I look around and some pictures of buhdda show him as at a healthy weight and figure.In other pictures he is fat.And in some pictures he is allmost a skeleton.Why is this?
I visited a Buddhist temple in Kent, NY. They said that Buddha has 3 different incarnations. Looking back on the trip, I wish my memory were better Details! Details!
they also represent different points along his path. When he is fat that is supposed to represent enlightenment ( this seems to be more a northern idea) When he is medium he is just medium, probably the way the ideal should be. When he is anorexic looking it probably refers to the time he spent doing austerities.
Probably because of being like Elvis, or Oprah, or anyone else - different phases at different times in his life. But also because weight is perceived differently in different cultures so for instance amongst predominantly poor people fat persons are seen as rich and masterful. Whereas amongst the wealthy slim and artistic peaceful figures are seen as masterful.
The fat Buddha, that you normally see, was originally a Chinese kitchen god. When Buddhism came to China it was kept but renamed as the laughing Buddha. It is not supposed to represent any historical figure but rather health and happiness. Although it is a nice little figure, it drives me nuts that it is wildly mistaken for a historical representation of the Buddha. It is not meant to represent him at any point in his life as the Buddha. The very thin Buddha, often seen under the Bodhi tree or the work will be named to imply that it was Buddha at the time of his enlightenment. This is a historical representation of one point in his life (assuming you take his life as a historical thing... in any case it represents a valid point in the story). At the point of his enlightenment he had just given up years of extreme physical deprivation. He was so weak from starvation he fell in a river and nearly drowned because he did not have the strength to pull himself out before he realized that that was not a path to nirvana. After this realization he sat under the Bodhi tree determined not to rise until he figured out the path to release. So, this is what you are seeing... it was roughly what he could have looked like physically when he reached enlightenment. The average Buddha would be the enlightened Buddha. Who lived a life without extremes. He ate enough to fuel his body. Not enough to get obese and not so little as to return to skin and bones. It is a representation -- in the physical -- of the middle way.
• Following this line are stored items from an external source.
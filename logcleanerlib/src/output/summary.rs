//! Presentation-ready session summaries.
//!
//! A [`Summary`] is a titled list of sections, each a list of label/value
//! rows. It only formats numbers and paths into strings; the CLI decides
//! how to style them.

use serde::{Deserialize, Serialize};

use crate::data::cleaner::CleanReport;
use crate::data::pruner::PruneReport;
use crate::source::selection::SourceSelection;

/// A single label/value row.
#[derive(Debug, Clone, PartialEq, Eq, Serialize, Deserialize)]
pub struct SummaryRow {
    pub label: String,
    pub value: String,
}

/// A titled group of rows.
#[derive(Debug, Clone, PartialEq, Eq, Serialize, Deserialize)]
pub struct SummarySection {
    pub title: String,
    pub rows: Vec<SummaryRow>,
}

impl SummarySection {
    pub fn new(title: impl Into<String>) -> Self {
        Self {
            title: title.into(),
            rows: Vec::new(),
        }
    }

    /// Append a row.
    pub fn row(mut self, label: impl Into<String>, value: impl ToString) -> Self {
        self.rows.push(SummaryRow {
            label: label.into(),
            value: value.to_string(),
        });
        self
    }
}

/// Summary of a cleaning or pruning session.
#[derive(Debug, Clone, PartialEq, Eq, Serialize, Deserialize)]
pub struct Summary {
    pub title: String,
    pub sections: Vec<SummarySection>,
}

impl Summary {
    /// Summarise a cleaning session.
    ///
    /// Sections: operation details, statistics, files by type, statements by
    /// type and, when backups were made, asset locations.
    pub fn from_clean(report: &CleanReport, selection: &SourceSelection) -> Self {
        let extensions: Vec<&str> = report.extensions.iter().map(String::as_str).collect();

        let mut operation = SummarySection::new("Operation Details")
            .row("Mode", selection.mode_label())
            .row("Location", selection.location_label())
            .row("File Types", extensions.join(", "));
        if report.dry_run {
            operation = operation.row("Dry Run", "no files were modified");
        }

        let mut statistics = SummarySection::new("Statistics")
            .row("Files Scanned", report.files_scanned)
            .row("Files Processed", report.stats.files_processed)
            .row("Lines Removed", report.stats.lines_removed);
        if !report.errors.is_empty() {
            statistics = statistics.row("Errors", report.errors.len());
        }

        let by_type = report
            .stats
            .file_types_processed
            .iter()
            .fold(SummarySection::new("Files processed by type"), |s, (ext, n)| {
                s.row(ext.as_str(), n)
            });

        let by_statement = report
            .stats
            .removed_statements
            .iter()
            .fold(SummarySection::new("Removed statements by type"), |s, (tag, n)| {
                s.row(tag.as_str(), n)
            });

        let mut sections = vec![operation, statistics, by_type, by_statement];

        if let (Some(assets), Some(backup)) = (&report.assets_dir, &report.backup_dir) {
            let log = report
                .session_log
                .as_ref()
                .map(|p| p.display().to_string())
                .unwrap_or_else(|| "Not configured".to_string());
            sections.push(
                SummarySection::new("Asset Locations")
                    .row("Assets Directory", assets.display())
                    .row("Backup Location", backup.display())
                    .row("Log File", log),
            );
        }

        Self {
            title: "Cleanup Summary".to_string(),
            sections,
        }
    }

    /// Summarise a pruning session.
    pub fn from_prune(report: &PruneReport) -> Self {
        let mut operation = SummarySection::new("Operation Details")
            .row("Cutoff", report.cutoff.format("%Y-%m-%d %H:%M:%S"))
            .row("Log Files", report.files.len() + report.errors.len());
        if report.dry_run {
            operation = operation.row("Dry Run", "no files were modified");
        }

        let mut statistics = SummarySection::new("Statistics")
            .row("Files Cleaned", report.files_cleaned)
            .row("Lines Removed", report.lines_removed);
        if !report.errors.is_empty() {
            statistics = statistics.row("Errors", report.errors.len());
        }

        Self {
            title: "Log Cleanup Summary".to_string(),
            sections: vec![operation, statistics],
        }
    }

    /// Find a section by title.
    pub fn section(&self, title: &str) -> Option<&SummarySection> {
        self.sections.iter().find(|s| s.title == title)
    }
}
My father once told me that he had heard somewhere that the overweight Buddha figure was shown in his local to better sympathise with the community and in an effort to be more accepted. I do not believe that anyone can pretend to know the true story of the Buddha since we cannot relive the time period and investigate the stories. We can purely speculate and draw our own conclusions, or we can do nothing and accept things as they are but learn from them on our own accord.
Also a good question. But the answer to that is simply because it was asked. And when a question arrises, one should try his or her best to help the asker the answers he or she is looking for.
If the question is important, that is true. But our minds often attach far too much value to meaningless things and tend to harp on that. In such a situation, is it not better to try to transcend the question?
An interesting point. You are right. We have answered the question, and you have answered it by posing another question. I think as a whole, we have done our job properly.